"I'm fine," she huffed, tossing her napkin to the table, "but all this trouble has me worried, just like mother."

"Is that why you wanted to be up sparring at sunrise?" Elen demanded. "Waking me up and dragging me out just to knock me down a dozen times? You can't beat back plague and earthquakes with a staff, you know." She rubbed her shoulder, wincing.

"No, but it made me feel better," Angharad growled, resisting an urge to throw a hunk of bread at her, as she would have when they were younger. Elen, like all able-bodied Llyrian nobility, was competent at various forms of weaponry and self-defense, but she complained incessantly when Angharad insisted on training together, and rarely extended herself to her full abilities. Angharad herself was not immune to the amusement of the quieter hobbies that Elen preferred, but she found physical activity cathartic. Particularly this morning.

Arianrhod leaned back in her chair, looking at her levelly. "Hm. Finding yourself with a bit of extra energy, are you? Even after your excursions yesterday?"

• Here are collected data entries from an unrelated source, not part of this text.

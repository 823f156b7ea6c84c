//! Bounded parallel parsing: one [`SourceUnit`] per input file.

use super::cancel::CancellationToken;
use crate::analyzers::analyze_source;
use crate::config::ParallelConfig;
use crate::core::{Language, ParseStatus, Result, SourceUnit};
use crate::io::read_file;
use rayon::prelude::*;
use rayon::ThreadPool;
use std::path::PathBuf;

/// Rayon thread stack size (8MB for deeply nested syntax trees)
const RAYON_STACK_SIZE: usize = 8 * 1024 * 1024;

/// Where a file's text comes from
#[derive(Clone, Debug)]
pub enum SourceText {
    Disk(PathBuf),
    Memory(String),
}

#[derive(Clone, Debug)]
pub struct SourceFile {
    /// Root-relative, `/`-separated file id
    pub id: String,
    pub text: SourceText,
}

/// Worker pool owned by a single run
pub fn build_pool(config: &ParallelConfig) -> Result<ThreadPool> {
    let threads = config.worker_count();
    log::debug!("Using {threads} worker threads");
    Ok(rayon::ThreadPoolBuilder::new()
        .num_threads(threads)
        .stack_size(RAYON_STACK_SIZE)
        .thread_name(|i| format!("depsight-worker-{i}"))
        .build()?)
}

/// Parse every file on `pool`, preserving input order.
///
/// The token is checked before each file; files reached after cancellation
/// get a `Cancelled` status without being read.
pub fn parse_files(
    pool: &ThreadPool,
    files: &[SourceFile],
    timeout_micros: u64,
    token: &CancellationToken,
) -> Result<Vec<SourceUnit>> {
    pool.install(|| {
        files
            .par_iter()
            .map(|file| parse_file(file, timeout_micros, token))
            .collect()
    })
}

fn parse_file(file: &SourceFile, timeout_micros: u64, token: &CancellationToken) -> Result<SourceUnit> {
    let language = Language::from_path(&file.id);
    if token.is_cancelled() {
        return Ok(SourceUnit::failed(&file.id, language, ParseStatus::Cancelled));
    }

    let content = match &file.text {
        SourceText::Memory(content) => content.clone(),
        SourceText::Disk(path) => match read_file(path) {
            Ok(content) => content,
            Err(e) => {
                log::warn!("Failed to read {}: {e}", path.display());
                return Ok(SourceUnit::failed(
                    &file.id,
                    language,
                    ParseStatus::parse_error(format!("unreadable: {e}")),
                ));
            }
        },
    };

    analyze_source(&content, &file.id, timeout_micros)
}

#[cfg(test)]
mod tests {
    use super::*;

    fn memory(id: &str, content: &str) -> SourceFile {
        SourceFile {
            id: id.to_string(),
            text: SourceText::Memory(content.to_string()),
        }
    }

    #[test]
    fn test_parse_preserves_order() {
        let pool = build_pool(&ParallelConfig::sequential()).unwrap();
        let files = vec![
            memory("b.py", "def f():\n    pass\n"),
            memory("a.py", "def g(:\n"),
            memory("c.txt", "hello"),
        ];
        let units = parse_files(&pool, &files, 0, &CancellationToken::new()).unwrap();

        let ids: Vec<_> = units.iter().map(|u| u.path.as_str()).collect();
        assert_eq!(ids, vec!["b.py", "a.py", "c.txt"]);
        assert!(units[0].is_parsed());
        assert!(matches!(units[1].status, ParseStatus::ParseError { .. }));
        assert_eq!(units[2].status, ParseStatus::parse_error("unsupported language"));
    }

    #[test]
    fn test_cancelled_token_skips_every_file() {
        let pool = build_pool(&ParallelConfig::default()).unwrap();
        let token = CancellationToken::new();
        token.cancel();
        let units = parse_files(&pool, &[memory("a.py", "x = 1\n")], 0, &token).unwrap();
        assert_eq!(units[0].status, ParseStatus::Cancelled);
    }

    #[test]
    fn test_unreadable_file_is_parse_error() {
        let pool = build_pool(&ParallelConfig::sequential()).unwrap();
        let file = SourceFile {
            id: "gone.py".to_string(),
            text: SourceText::Disk(PathBuf::from("/nonexistent/depsight/gone.py")),
        };
        let units = parse_files(&pool, &[file], 0, &CancellationToken::new()).unwrap();
        match &units[0].status {
            ParseStatus::ParseError { reason } => assert!(reason.starts_with("unreadable: ")),
            other => panic!("unexpected status {other:?}"),
        }
    }
}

There she went again. "It's full moon," Angharad pointed out flatly. Elen rolled her eyes, but Arianrhod shrugged, a sly grin playing upon her pretty mouth.

"True enough. And you're young. I remember how that felt," she sighed. "Well, save your strength for tonight. I'll join you both at sundown."

Elen signaled for the servants to clear as Arianrhod departed. "There's something you're not saying," she stated, looking put out. "I can tell. But have it your way. Are you going up?"

Angharad had always confided in Elen, in all things; now she cringed internally with a sense of betrayal. "Yes, but not to sleep. I've got laws to look over. You needn't come up if there're things you'd rather do. Unless you want to hear about the precedence for judgement on pillaging accusations."

"Was that what all the commotion in the Hall was about this morning? As fascinating as it sounds, I think I'd rather be in the kitchens," Elen said, rolling her eyes. "It's pie day tomorrow, you know. I'll sneak some up to you later."

Angharad made her way to her chamber alone, not without a sense of relief. It had been a long morning involving a particularly obstreperous court. Sea-raiding was one of the few capital crimes on the island, condemned both for its own unethical ends and for the the blight it made of them in the sight of the neighboring kingdoms it victimized; it was unnecessary, inflammatory, and had never been tolerated under the rule of the Daughters of Llyr. But once in a generation or so some rogue with a wandering eye tried to make a name for himself and was met with swift justice. The accusations made in this case had, thankfully, turned out to be unsupported. Regat's skillful handling of the matter had been satisfying to watch, but when it came to sentencing the accuser for the serious crime of false accusation, she had turned the task over to Angharad, who had found herself floundering with an unfamiliar and unsettling loss of decisiveness. She had rallied within a few anxious moments, delivering an appropriate outcome, but the queen had been displeased with her hesitation and ordered her to review the relevant law.

Angharad plunked herself onto the seat by her casement, a pile of parchments in hand, and tried to concentrate on the legalities recorded therein, laws dating all the way back to the arrival of the Sea People upon the island from regions hazy and unknown; histories recording the building of their swift, light watercraft and the victories over the larger, clumsy warships of their neighbors; the truces and alliances made and enforced as their power grew; the decrees decrying the practice of plundering and looting and carrying-off of women and children as the barbarism it had been; the laws set in place to prevent and punish such atrocities and the recordings of the cases that had enforced them. History was always bloody, theirs as much as anyone else's; it turned her stomach, and she sighed and looked out the window, frowning.